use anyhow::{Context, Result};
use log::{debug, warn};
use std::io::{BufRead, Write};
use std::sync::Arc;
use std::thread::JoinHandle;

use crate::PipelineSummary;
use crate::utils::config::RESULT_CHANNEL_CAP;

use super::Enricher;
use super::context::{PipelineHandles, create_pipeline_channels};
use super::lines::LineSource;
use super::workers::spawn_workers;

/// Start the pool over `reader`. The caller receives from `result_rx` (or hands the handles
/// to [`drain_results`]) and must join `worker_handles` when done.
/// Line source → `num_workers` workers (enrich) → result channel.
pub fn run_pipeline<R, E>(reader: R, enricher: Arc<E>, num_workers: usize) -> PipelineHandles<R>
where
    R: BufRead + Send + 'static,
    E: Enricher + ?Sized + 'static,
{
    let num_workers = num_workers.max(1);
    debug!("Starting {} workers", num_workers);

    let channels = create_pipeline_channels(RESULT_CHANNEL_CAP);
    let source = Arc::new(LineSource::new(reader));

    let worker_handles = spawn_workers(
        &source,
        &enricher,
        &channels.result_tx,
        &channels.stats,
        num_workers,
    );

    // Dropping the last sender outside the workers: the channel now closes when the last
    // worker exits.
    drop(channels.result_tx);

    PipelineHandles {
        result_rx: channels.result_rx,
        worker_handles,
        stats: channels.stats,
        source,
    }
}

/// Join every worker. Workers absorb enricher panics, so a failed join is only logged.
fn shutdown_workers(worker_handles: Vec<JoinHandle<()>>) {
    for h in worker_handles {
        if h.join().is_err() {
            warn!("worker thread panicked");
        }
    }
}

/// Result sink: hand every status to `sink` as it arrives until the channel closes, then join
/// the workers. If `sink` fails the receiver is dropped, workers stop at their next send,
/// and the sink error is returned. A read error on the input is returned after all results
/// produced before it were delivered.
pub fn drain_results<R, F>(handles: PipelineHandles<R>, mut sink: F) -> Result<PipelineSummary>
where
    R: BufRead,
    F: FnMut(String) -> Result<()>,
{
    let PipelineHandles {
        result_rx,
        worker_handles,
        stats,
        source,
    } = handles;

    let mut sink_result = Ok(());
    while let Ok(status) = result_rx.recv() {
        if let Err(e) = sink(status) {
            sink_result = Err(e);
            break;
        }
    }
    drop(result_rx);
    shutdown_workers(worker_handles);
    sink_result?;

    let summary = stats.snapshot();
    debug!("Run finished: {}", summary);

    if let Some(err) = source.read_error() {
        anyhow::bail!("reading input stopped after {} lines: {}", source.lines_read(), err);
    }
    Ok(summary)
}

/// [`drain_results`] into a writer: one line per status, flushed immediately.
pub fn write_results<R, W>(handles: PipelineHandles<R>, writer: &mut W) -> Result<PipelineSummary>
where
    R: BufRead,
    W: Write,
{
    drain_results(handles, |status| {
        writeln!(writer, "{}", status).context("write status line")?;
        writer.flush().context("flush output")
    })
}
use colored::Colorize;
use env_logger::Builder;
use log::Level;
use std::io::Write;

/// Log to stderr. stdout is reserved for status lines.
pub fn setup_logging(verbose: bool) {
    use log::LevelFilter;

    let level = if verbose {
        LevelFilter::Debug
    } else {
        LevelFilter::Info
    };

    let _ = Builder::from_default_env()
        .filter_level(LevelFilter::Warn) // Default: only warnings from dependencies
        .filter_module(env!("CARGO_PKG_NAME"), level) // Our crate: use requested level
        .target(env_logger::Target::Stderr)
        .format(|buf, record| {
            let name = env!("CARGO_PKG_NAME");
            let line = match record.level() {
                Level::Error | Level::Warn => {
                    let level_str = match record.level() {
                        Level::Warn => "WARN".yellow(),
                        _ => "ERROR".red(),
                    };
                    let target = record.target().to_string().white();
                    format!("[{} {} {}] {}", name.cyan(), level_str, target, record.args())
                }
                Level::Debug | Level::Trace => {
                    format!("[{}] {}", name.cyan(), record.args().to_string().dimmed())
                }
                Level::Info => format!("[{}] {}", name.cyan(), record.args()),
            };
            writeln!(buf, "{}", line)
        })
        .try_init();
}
************
• BRIEF
Print nothing except the lines from the line containing "use colored::Colorize;" to the end of the listing, exactly as written.

• YOUR SOLUTION
use colored::Colorize;
use env_logger::Builder;
use log::Level;
use std::io::Write;

/// Log to stderr. stdout is reserved for status lines.
pub fn setup_logging(verbose: bool) {
    use log::LevelFilter;

    let level = if verbose {
        LevelFilter::Debug
    } else {
        LevelFilter::Info
    };

    let _ = Builder::from_default_env()
        .filter_level(LevelFilter::Warn) // Default: only warnings from dependencies
        .filter_module(env!("CARGO_PKG_NAME"), level) // Our crate: use requested level
        .target(env_logger::Target::Stderr)
        .format(|buf, record| {
            let name = env!("CARGO_PKG_NAME");
            let line = match record.level() {
                Level::Error | Level::Warn => {
                    let level_str = match record.level() {
                        Level::Warn => "WARN".yellow(),
                        _ => "ERROR".red(),
                    };
                    let target = record.target().to_string().white();
                    format!("[{} {} {}] {}", name.cyan(), level_str, target, record.args())
                }
                Level::Debug | Level::Trace => {
                    format!("[{}] {}", name.cyan(), record.args().to_string().dimmed())
                }
                Level::Info => format!("[{}] {}", name.cyan(), record.args()),
            };
            writeln!(buf, "{}", line)
        })
        .try_init();
}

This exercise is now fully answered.